Our Threatened Freedom

Do We Trust in Bureaucrats

Album Cover

Professor: Dr. R.J. Rushdoony

Subject: Political Studies

Lesson: 23-169

Genre: Conversation

Track: 023

Dictation Name: Vol. C - Part 01 – Do We Trust in Bureaucrats

Location/Venue: Unknown

Year: 1980’s – 1990’s

[Dr. Rushdoony] Do we trust in bureaucrats? This is R.J. Rushdoony with a report on our threatened freedom.

The Wall-Street Journal recently reported on a case of theft. A man stole a snowplow from his employer. He confessed to the crime when the police came by. Because the police failed to tell him of his right to silence before his confession, the thief went free.

The second act of this story, the employer fired the confessed thief, but an arbitrator ordered the worker reinstated.

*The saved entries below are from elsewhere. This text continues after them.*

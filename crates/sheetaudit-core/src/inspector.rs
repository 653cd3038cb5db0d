//! Per-tab checks: blank detection and external-import scanning.
//!
//! The two checks are independent. Blank detection reads rendered values,
//! the formula scan reads formula source, so a tab whose only formula renders
//! nothing can be both blank and carry an external connection.

use std::{sync::Arc, time::Duration};

use futures::{StreamExt, stream};
use tracing::{debug, warn};

use crate::{
    AuditOptions, Session, SpreadsheetApi,
    model::{ExternalConnection, SheetTab, TabStructure},
    policy::{Operation, bounded},
};

/// Function name that marks a cross-spreadsheet import.
pub const EXTERNAL_IMPORT_MARKER: &str = "IMPORTRANGE";

/// Inspects the tabs of one spreadsheet.
#[derive(Debug, Clone)]
pub struct SheetInspector {
    api: Arc<dyn SpreadsheetApi>,
    call_timeout: Duration,
    tab_concurrency: usize,
}

impl SheetInspector {
    pub fn new(api: Arc<dyn SpreadsheetApi>, options: &AuditOptions) -> Self {
        Self {
            api,
            call_timeout: options.call_timeout(),
            tab_concurrency: options.tab_concurrency.max(1),
        }
    }

    /// Returns `true` if the tab's rendered value grid has zero rows.
    ///
    /// Never fails: a read error or timeout is logged and answered with
    /// `false` so a transient fault cannot mislabel a tab as blank.
    pub async fn is_blank(&self, session: &Session, spreadsheet_id: &str, tab_title: &str) -> bool {
        let result = bounded(
            Operation::CheckBlank,
            self.call_timeout,
            self.api.get_tab_values(session, spreadsheet_id, tab_title),
        )
        .await;

        match result {
            Ok(values) => {
                debug!(
                    spreadsheet_id,
                    tab_title,
                    rows = values.len(),
                    "Checked tab values"
                );
                values.is_empty()
            }
            Err(e) => {
                warn!(
                    spreadsheet_id,
                    tab_title,
                    operation = %e.operation,
                    policy = ?e.policy(),
                    error = %e.source,
                    "Blank check failed, treating tab as not blank"
                );
                false
            }
        }
    }

    /// Titles of the blank tabs among `tabs`, in tab order.
    ///
    /// Tabs are checked concurrently up to the configured bound; each check
    /// is isolated from the others.
    pub async fn blank_tabs(
        &self,
        session: &Session,
        spreadsheet_id: &str,
        tabs: &[SheetTab],
    ) -> Vec<String> {
        let checks: Vec<_> = tabs
            .iter()
            .map(|tab| async move {
                self.is_blank(session, spreadsheet_id, &tab.title)
                    .await
                    .then(|| tab.title.clone())
            })
            .collect();
        let checks: Vec<Option<String>> = stream::iter(checks)
        .buffered(self.tab_concurrency)
        .collect()
        .await;

        checks.into_iter().flatten().collect()
    }
}

/// Case-insensitive check for the import marker.
pub fn is_external_import(formula: &str) -> bool {
    formula.to_uppercase().contains(EXTERNAL_IMPORT_MARKER)
}

/// Every cell formula in `tabs` that imports data from another spreadsheet,
/// in tab, row and column order.
pub fn scan_external_connections(tabs: &[TabStructure]) -> Vec<ExternalConnection> {
    tabs.iter()
        .flat_map(|structure| {
            structure
                .formulas
                .iter()
                .flatten()
                .flatten()
                .filter(|formula| is_external_import(formula))
                .map(|formula| ExternalConnection {
                    sheet_title: structure.tab.title.clone(),
                    formula: formula.clone(),
                })
        })
        .collect()
}
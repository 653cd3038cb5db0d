//! Display listing of spreadsheets.

use std::{fmt::Write as _, path::PathBuf};

use anyhow::{Context, Result};
use clap::Args;
use console::style;
use sheetaudit_google::{DEFAULT_LINK_PAGE_SIZE, SpreadsheetLink};

use super::{TokenArgs, google_client, load_config};

/// Truncates a spreadsheet name to fit the NAME column.
fn truncate_name(name: &str) -> String {
    const MAX_NAME_CHARS: usize = 40;
    const ELLIPSIS: &str = "...";

    let mut chars = name.chars();
    let head: String = chars.by_ref().take(MAX_NAME_CHARS).collect();
    if chars.next().is_none() {
        return head;
    }

    let prefix: String = head.chars().take(MAX_NAME_CHARS - ELLIPSIS.len()).collect();
    format!("{prefix}{ELLIPSIS}")
}

#[derive(Args)]
pub struct ListArgs {
    /// Path to the sheetaudit config file (defaults to `sheetaudit.toml`).
    #[arg(short, long)]
    pub config: Option<PathBuf>,

    /// Number of spreadsheets to show (1 to 1000).
    #[arg(long, default_value_t = DEFAULT_LINK_PAGE_SIZE)]
    pub page_size: u32,

    /// Output format: "table" or "json".
    #[arg(short, long, default_value = "table")]
    pub format: String,

    #[command(flatten)]
    pub token: TokenArgs,
}

pub async fn run(args: &ListArgs) -> Result<()> {
    let config = load_config(args.config.as_deref())?;
    let session = args.token.require_session()?;
    let api = google_client(&config)?;

    let links = api
        .list_spreadsheet_links(&session, args.page_size)
        .await
        .context("failed to fetch spreadsheets")?;

    if args.format == "json" {
        println!("{}", serde_json::to_string_pretty(&links)?);
    } else if links.is_empty() {
        println!("No spreadsheets found");
    } else {
        print!("{}", render_table(&links));
        println!("\n{} {} spreadsheet(s)", style("✓").green(), links.len());
    }

    Ok(())
}

fn render_table(links: &[SpreadsheetLink]) -> String {
    let mut out = format!(
        "{:<45} {:<40} {}\n",
        style("ID").bold(),
        style("NAME").bold(),
        style("LINK").bold()
    );
    out.push_str(&"-".repeat(100));
    out.push('\n');

    for link in links {
        let _ = writeln!(
            out,
            "{:<45} {:<40} {}",
            link.id,
            truncate_name(&link.name),
            link.web_view_link.as_deref().unwrap_or("-")
        );
    }
    out
}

Another incident, I was a witness in a federal court room not too long ago, in a case involving Christian schools and the federal governments demand that all such schools become a part of the federal unemployment insurance program. Under cross-examination, two labor department officials admitted that it was their intention to review and control all firing policies. Thus, if a teacher were fired by a Christian school for molesting a child, or for denying the faith, they would reserve the right to order his reinstatement. Behind all this is the hidden premise that civil government is wiser and more moral than the rest of us. And hence better able to give justice in all such matters. Is this true?

Some years ago I went to school with some who later became state and federal bureaucrats. Most of them were rather inferior men. What gave them special powers to judge more wisely than the rest of us once they took their civil service jobs? Did something happen to give these men sudden wisdom? They were no better, and often worse, than the rest of us, in running their own lives.

Do civil servants undergo some kind of federal Pentecost, whereby wisdom descends upon them from on high? What makes them think they can run our lives better than we can?

This is, of course, the premise of statism. Big Brother can do it better for you than you, therefore all power to Big Brother.

However, our coins still carry a relic of the older American principle. In God we trust. This means that we do not trust in Washington D.C. and its uncivil service. Wisdom comes, not from the White House, the Supreme Court, or the I.R.S. but from Almighty God. And to put our trust in men is dangerous, and it is sin.

Isn’t it time we told our politicians that our trust is in God, rather than in them? Then our freedoms, instead of diminishing, would flourish.

Bureaucrats are very good increasing their powers, not our freedom. Long ago the prophet Isaiah declared, cease ye from man whose breath is in his nostrils, for wherein is he to be accounted of?

One final word, if you are not a partisan of freedom, your faith is in slavery.

This is R.J. Rushdoony, reporting on our threatened freedom.